AT Selvidge Middle School in Ballwin, Mo., seventh-graders are
making papier-mache globes showing the seven continents and four
oceans along with major cities, rivers, and mountains.
Yet the goal of this world geography class is not to memorize
where major cities and other landmarks fall on the globe, says
geography teacher John Lucas.
"A lot of people get very upset if a student can't pinpoint
exactly where Paris is," says Mr. Lucas, a large, gregarious man
who is the school's teacher of the year. "But given the
coordinates, my students can locate it in a heartbeat. And that's
the important thing."
Here, and in school districts across the country, geography
education is moving away from the traditional "name that state
capital" approach to a richer mix of knowledge.

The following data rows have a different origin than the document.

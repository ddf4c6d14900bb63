//! Contract diagnostics endpoint

use axum::{extract::State, routing::get, Json, Router};

use eth_contract_client::detect_capabilities;

use crate::dto::ContractStatusResponse;
use crate::AppState;

/// Create contract routes
pub fn router() -> Router<AppState> {
    Router::new().route("/status", get(get_status))
}

/// GET /contract/status - Probe the contract surface
pub async fn get_status(State(state): State<AppState>) -> Json<ContractStatusResponse> {
    let capabilities = detect_capabilities(state.chain()).await;

    Json(ContractStatusResponse {
        reachable: capabilities.is_reachable,
        contract: state.chain().contract_address().to_string(),
        network: state.config().network.to_string(),
        chain_id: capabilities.chain_id,
        tier: capabilities.tier.as_str().to_string(),
        has_mint_surface: capabilities.has_mint_surface,
        has_presale_price: capabilities.has_presale_price,
        has_pause_flag: capabilities.has_pause_flag,
        has_wallet_cap: capabilities.has_wallet_cap,
        has_allowlist: capabilities.has_allowlist,
    })
}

In this suburban St. Louis school district, all seventh-graders
are required to take geography. They spend half the year on
"physical geography," learning what falls where on the globe, and
the other half on "human geography," the study of governmental
and religious patterns around the world, for example.
"When my students leave this course, I want them to know how to
get around on a globe and interpret a map," Lucas says. "But I
also want them to understand that people are a product of their
A nationwide resurgence of interest in geography began in the
early 1980s. An increasing number of school districts and states
are making the subject a curriculum requirement, particularly at
the middle-school or junior-high level.
"The United States woke up about 12 to 15 years ago and
realized that the economy had been internationalized," says Ruth
Shirey, executive director of the National Council for Geographic
Education. "What happened in other countries mattered to us in
economic terms in ways that had never been true before. The
resurgence of geography is rooted in that realization."
International surveys also raised awareness about the need for
improved geography education in the US. In 1989, a Gallup survey
ranked Americans aged 18 to 24 last in geographic knowledge,
compared with their international counterparts. In 1990, only 50
percent of 12th graders knew that the Panama Canal cuts sailing
time between New York and San Francisco.
Major geography organizations have dedicated themselves recently
to improving geography education. Geography was one of the five
original subjects included in the federal "Goals 2000: Educate
"That gave the discipline incredible visibility," says Roger
Downs, a professor of geography at Pennsylvania State University,
"because we were on a par with history, and science, and math."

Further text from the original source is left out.